Thursday, January 28, 2016

Fast 'n' Furious Family: 2006 Cadillac CTS-V

The first generation Cadillac CTS-V was sold starting in the 2004 model year with an engine borrowed from the Corvette C5 Z06 (the 5.7 liter LS6) and a 6-speed manual gearbox, but folks in the know will tell you that you want to get a 2006-2007 version that is powered by the Corvette C6 base 6.0 liter LS2.  With a new MSRP of $50k in 2006, the CTS-V was hit early with the depreciation bat and continues to be beaten down into poor people territory (our territory).  Find this 2006 Cadillac CTS-V offered for $15,000 in Windsor, MI Ontario via craigslist.

The '06 CTS-V is powered by a 6.0 liter LS2 V8 that produces an even 400 horsepower and 395 ft-lbs of torque, mated to a Tremec T56 6-speed manual and a limited slip out back. Earlier cars suffered from axle and rear differential issues, but it seems the 2006+ cars are better sorted.  Rounding out the CTS-V package is a set of huge Brembo 4-piston brakes, a track-ready suspension, and a few custom exterior pieces like the mesh bug-zester grill.  Unfortunately the seller only includes one picture and precious little detail in this listing, but it doesn't look bad in the one pic.

See another 4-door, V8, 6-speed sedan for cheap?


  1. The only Windsor in the Detroit metro area is across the bridge in Ontario. That plus the Ontario front plate and the fact that the seller mentions it in the ad lead me to believe this will require importation.

    It's likely importation won't be bad due to the whole us having the same exact thing over here, but it is worth noting.

    1. Yeah, I believe the gauge clusters and etc. on these things can be recoded for MPH without hardware changes.

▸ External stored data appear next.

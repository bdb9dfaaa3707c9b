//! Exclusive microphone ownership for interview audio recording.
//!
//! One recording session at a time holds the device. The holder releases
//! it by stopping the guard or by dropping it (interview completion,
//! teardown).

use std::sync::{Arc, Mutex, PoisonError};

use chrono::{DateTime, Utc};
use tracing::{debug, info};

use crate::RecordingError;

/// A recording device shared between interview sessions.
#[derive(Debug)]
pub struct AudioDevice {
    name: String,
    holder: Mutex<Option<String>>,
}

impl AudioDevice {
    pub fn new(name: impl Into<String>) -> Arc<Self> {
        Arc::new(Self {
            name: name.into(),
            holder: Mutex::new(None),
        })
    }

    pub fn name(&self) -> &str {
        &self.name
    }

    /// The session currently recording, if any.
    pub fn holder(&self) -> Option<String> {
        self.holder
            .lock()
            .unwrap_or_else(PoisonError::into_inner)
            .clone()
    }

    /// Take exclusive access for `session_id`.
    pub fn acquire(self: &Arc<Self>, session_id: &str) -> Result<RecordingGuard, RecordingError> {
        let mut holder = self.holder.lock().unwrap_or_else(PoisonError::into_inner);
        if let Some(current) = holder.as_ref() {
            return Err(RecordingError::DeviceBusy {
                device: self.name.clone(),
                holder: current.clone(),
            });
        }
        *holder = Some(session_id.to_string());
        info!(device = %self.name, session = session_id, "recording started");

        Ok(RecordingGuard {
            device: Arc::clone(self),
            session_id: session_id.to_string(),
            started_at: Utc::now(),
        })
    }

    fn release(&self, session_id: &str) {
        let mut holder = self.holder.lock().unwrap_or_else(PoisonError::into_inner);
        if holder.as_deref() == Some(session_id) {
            *holder = None;
            debug!(device = %self.name, session = session_id, "device released");
        }
    }
}

/// Exclusive access to an `AudioDevice`. Releases the device on drop.
#[derive(Debug)]
pub struct RecordingGuard {
    device: Arc<AudioDevice>,
    session_id: String,
    started_at: DateTime<Utc>,
}

impl RecordingGuard {
    pub fn session_id(&self) -> &str {
        &self.session_id
    }

    pub fn started_at(&self) -> DateTime<Utc> {
        self.started_at
    }

    /// Stop recording and release the device. Returns the recording length.
    pub fn stop(self) -> chrono::Duration {
        Utc::now() - self.started_at
    }
}

impl Drop for RecordingGuard {
    fn drop(&mut self) {
        self.device.release(&self.session_id);
    }
}

#[cfg(test)]
mod tests {
    use super::*;

    #[test]
    fn second_session_is_refused_while_recording() {
        let mic = AudioDevice::new("mic0");
        let guard = mic.acquire("s1").unwrap();
        assert_eq!(
            mic.acquire("s2").unwrap_err(),
            RecordingError::DeviceBusy {
                device: "mic0".into(),
                holder: "s1".into()
            }
        );
        assert_eq!(guard.session_id(), "s1");
    }

    #[test]
    fn stop_releases_device() {
        let mic = AudioDevice::new("mic0");
        let guard = mic.acquire("s1").unwrap();
        assert!(guard.stop() >= chrono::Duration::zero());
        assert!(mic.holder().is_none());
        assert!(mic.acquire("s2").is_ok());
    }

    #[test]
    fn drop_releases_device() {
        let mic = AudioDevice::new("mic0");
        {
            let _guard = mic.acquire("s1").unwrap();
            assert_eq!(mic.holder().as_deref(), Some("s1"));
        }
        assert!(mic.holder().is_none());
    }
}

      Seriously, these things are a brilliant drive. Okay, you look around the interior, you open the hood and look at the cheap plastic, and you see where the money goes in an M5. But on the road these things feel a thousand pounds lighter than an E39 M5. Okay, maybe 500. The steering and turn-in are crisper, the Stabilitrak is much more forgiving, the brakes are better.

      The shifter/clutch relationship is not as good, the shifting is clunky and nowhere near as crisp as the M5's Getrag box. The seats are cheap garbage and only work because of the ass-velcro Alcantara upholstery. The back seat is a bit tighter than the E39 and the rearward visibility's not as good.

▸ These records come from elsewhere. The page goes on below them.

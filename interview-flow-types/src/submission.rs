use std::fmt;

use chrono::{DateTime, Utc};
use serde::{Deserialize, Serialize};

use crate::{InterviewMode, QuestionId, QuestionOption, ResponseValue, Responses};

/// The polling station selected for an interview.
///
/// Stations sit under an assembly constituency and a station group; each
/// carries the interview round it was assigned to.
#[derive(Debug, Clone, PartialEq, Eq, Serialize, Deserialize)]
#[serde(rename_all = "camelCase")]
pub struct PollingStation {
    pub code: String,
    pub name: String,

    #[serde(default, skip_serializing_if = "Option::is_none")]
    pub ac_number: Option<String>,

    #[serde(default, skip_serializing_if = "Option::is_none")]
    pub group: Option<String>,

    #[serde(default, skip_serializing_if = "Option::is_none")]
    pub round: Option<u32>,
}

impl PollingStation {
    pub fn new(code: impl Into<String>, name: impl Into<String>) -> Self {
        Self {
            code: code.into(),
            name: name.into(),
            ac_number: None,
            group: None,
            round: None,
        }
    }

    /// Place the station under an assembly constituency and station group.
    pub fn in_group(mut self, ac_number: impl Into<String>, group: impl Into<String>) -> Self {
        self.ac_number = Some(ac_number.into());
        self.group = Some(group.into());
        self
    }

    pub fn with_round(mut self, round: u32) -> Self {
        self.round = Some(round);
        self
    }
}

/// Where a location fix came from.
#[derive(Debug, Clone, Copy, PartialEq, Eq, Hash, Serialize, Deserialize)]
#[serde(rename_all = "snake_case")]
pub enum LocationSource {
    Network,
    Gps,
    MapsService,
    Manual,
}

impl fmt::Display for LocationSource {
    fn fmt(&self, f: &mut fmt::Formatter<'_>) -> fmt::Result {
        let name = match self {
            Self::Network => "network",
            Self::Gps => "gps",
            Self::MapsService => "maps_service",
            Self::Manual => "manual",
        };
        f.write_str(name)
    }
}

/// A geographic position attached to an interview.
#[derive(Debug, Clone, Copy, PartialEq, Serialize, Deserialize)]
pub struct LocationFix {
    pub latitude: f64,
    pub longitude: f64,

    /// Accuracy radius in metres, when the source reports one.
    #[serde(default, skip_serializing_if = "Option::is_none")]
    pub accuracy: Option<f64>,

    pub source: LocationSource,
}

/// Terminal state of an interview.
#[derive(Debug, Clone, Copy, PartialEq, Eq, Serialize, Deserialize)]
#[serde(rename_all = "snake_case")]
pub enum InterviewStatus {
    Completed,
    Abandoned,
}

/// One answered (or skipped) question in a submission, with a snapshot of
/// the question as it was shown.
#[derive(Debug, Clone, PartialEq, Serialize, Deserialize)]
#[serde(rename_all = "camelCase")]
pub struct ResponseEntry {
    pub section_index: usize,
    pub question_index: usize,
    pub question_id: QuestionId,

    #[serde(default, skip_serializing_if = "Option::is_none")]
    pub question_number: Option<String>,

    /// Primary-language question text at submission time.
    pub question_text: String,

    /// Options at submission time.
    #[serde(default)]
    pub options: Vec<QuestionOption>,

    #[serde(default)]
    pub response: Option<ResponseValue>,

    /// Time from the previous answer (or session start) to this answer.
    #[serde(default)]
    pub response_time_ms: u64,

    pub is_required: bool,
    pub is_skipped: bool,
}

/// The final, ordered record of an interview sent to the backend.
#[derive(Debug, Clone, PartialEq, Serialize, Deserialize)]
#[serde(rename_all = "camelCase")]
pub struct SubmissionRecord {
    pub session_id: String,
    pub survey_id: String,
    pub mode: InterviewMode,
    pub status: InterviewStatus,

    #[serde(default, skip_serializing_if = "Option::is_none")]
    pub abandon_reason: Option<String>,

    /// The alternate set used for this session, kept for audit.
    #[serde(default)]
    pub set_number: Option<u32>,

    #[serde(default)]
    pub constituency: Option<String>,

    #[serde(default)]
    pub polling_station: Option<PollingStation>,

    #[serde(default)]
    pub location: Option<LocationFix>,

    pub started_at: DateTime<Utc>,
    pub ended_at: DateTime<Utc>,

    pub responses: Vec<ResponseEntry>,
}

impl SubmissionRecord {
    /// Rebuild the response set from the non-skipped entries.
    pub fn restore_responses(&self) -> Responses {
        self.responses
            .iter()
            .filter(|entry| !entry.is_skipped)
            .filter_map(|entry| {
                entry
                    .response
                    .clone()
                    .map(|value| (entry.question_id.clone(), value))
            })
            .collect()
    }

    /// Number of questions answered in this record.
    pub fn answered(&self) -> usize {
        self.responses.iter().filter(|e| !e.is_skipped).count()
    }

    /// Serialize to the JSON wire format.
    pub fn to_json(&self) -> Result<String, serde_json::Error> {
        serde_json::to_string(self)
    }

    /// Parse from the JSON wire format.
    pub fn from_json(json: &str) -> Result<Self, serde_json::Error> {
        serde_json::from_str(json)
    }
}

      Still, it's very much in the same league and if you're shopping one you owe it to yourself to drive the other just to compare and contrast.

    2. I will note that the subsequent and largely unlamented STS-V seems to have been a product of the marketers rather than the engineers, and they missed one key point: it had the same seats as the CTS-V, but with a perforated leather in the keister part, and as such it's impossible to drive one quickly. You might as well be flogging a '73 Montego.

    3. Funny you mention the seats - one of the guys who designed them was a member of my alma mater's SAE club. He spoke at one of our meetings and then took us all out to show us a pre-production CTS-V that he'd brought with him. He offered up some driving-time which most of us took him up on.

      I didn't think the seats were that bad, but admittedly I was paying more attention to not wrecking the car than I was the comfort of my posterior.

    4. The seats work fine, the fact that you didn't notice them is an indication thereof...they're nothing special, but because of the Ultrasuede they hold you in place reasonably well.

      There's all kinds of odd textures in the interior of a first-gen CTS/CTS-V, at $50K you can grumble about stuff like that, at used prices it's more about the seat-butt-steering-gas-pedal experience.

      The best thing I can say about the first-gen CTS-V is that three friends bought them 7-8 years ago on my 'drive everything else, then go drive this, and see what you think' recommendation, and they all still own them.

    5. Ours is a little newer, but after driving it to Canada last year I found out it automatically changes from English to metric and back automatically

    6. This comment has been removed by the author.

  2. I track my CTS-V regularly, and the seats with Alcantara or fake suede inserts do a great job of holding me in place even on really tight tracks. Actually haven't even installed my CG Lock because I haven't needed it.